Salud y poder adquisitivo se lo permiten. Hacen lo que quizás no pudieron hacer
de jóvenes, pero no resulta posible mantenerlo y aún generalizarlo mucho más.
Quizás, todos deberíamos plantearnos si necesitamos viajar tanto, y que
buscamos en esta especie de huida hacia ninguna parte.
—En los
compases finales del libro, habla usted de exigir “planteamientos políticos
sólidos destinados a priorizar desarrollos económicos sostenibles y que creen
estructuras con recorrido, en lugar de la filosofía del “toma el dinero y
corre”, que es esta y no otra la estrategia que subyace en este sector y en el
estado actual del capitalismo”. ¿Quiénes defienden esos planteamientos
críticos? ¿Observa usted en el panorama político actual fuerzas que razonen y
actúen en los términos que usted señala? ¿No es esa, en definitiva, la
naturaleza del capitalismo? ¿No es pedir peras al rosal razonar y pensar en
esos términos?
—Estoy de
acuerdo que esto entra en la lógica del capitalismo actual. Siempre crecer,
siempre correr, aunque sea hasta el abismo. Yo me quedo con la idea de Keynes
de que, mientras no podamos superar el sistema económico actual, al menos hay
que protegerlo de sí mismo. Porque tiende a la autodestrucción y, por el
camino, a la trituración de la sociedad. Nos guste, o no, el turismo es una
industria que debe decrecer, especialmente en los países que, como España, se
han hipotecado con él. Quizás es un poco tarde, y de las adicciones cuesta
curarse. Políticamente, hasta para la izquierda, resulta más cómodo jugar a
ser business friendly que a desarrollar análisis críticos
sobre sectores y actividades.

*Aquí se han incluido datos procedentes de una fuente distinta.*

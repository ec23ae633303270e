//! Errors an adapter can surface to its caller (the registry).
//!
//! Per §4.3's failure policy, none of these ever propagate past the
//! adapter boundary uncaught — the registry catches them, records the
//! provider as degraded/unhealthy, and moves on.

use thiserror::Error;

/// Failure modes for a single adapter operation.
#[derive(Debug, Error)]
pub enum AdapterError {
    /// The adapter isn't started, or its subprocess/connection died.
    #[error("provider {provider} is not available: {reason}")]
    Unavailable {
        /// The provider id.
        provider: String,
        /// Human-readable reason.
        reason: String,
    },

    /// The requested capability isn't supported by this provider build.
    #[error("provider {provider} does not support {capability}")]
    CapabilityMissing {
        /// The provider id.
        provider: String,
        /// The missing capability name, matching `NamedFlags`' wire form.
        capability: &'static str,
    },

    /// The underlying JSON-RPC transport failed.
    #[error(transparent)]
    Rpc(#[from] orbit_rpc::RpcError),

    /// The underlying HTTP transport failed.
    #[error("http transport error: {0}")]
    Http(String),

    /// A session id or turn id the caller referenced doesn't exist.
    #[error("unknown session: {0}")]
    UnknownSession(String),
}

/// Convenience alias for fallible adapter operations.
pub type AdapterResult<T> = Result<T, AdapterError>;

Pero, habrá que hacerlo. Cuanto más tardemos más
difícil será afrontarlo. Quizás, cuando se haga, ya se habrá destruido por
parte del turismo todo el capital económico, social y cultural sobre el que se
estableció. El entorno de Chernóbil como metáfora.
—¿Quiere
añadir algo más?
—Deberíamos
controlar algunas pulsiones inducidas, como la del movimiento continuado y la
aceleración, porque son poco más que la mercantilización absoluta de nuestro
tiempo. Abandonar caminos trillados, que no son más que túneles, y construir
una vida a nuestra medida. Un modo slow (lento) en el que la
tecnología y el movimiento tuvieran un lugar mucho más modesto. Las ciudades y
territorios Smart (inteligentes) van a ser en realidad los que
se desarrollen al servicio de sus ciudadanos. Desmercantilizemos nuestras
vidas.
—Adelante con
la desmercantilización. Gracias por el libro y por la entrevista.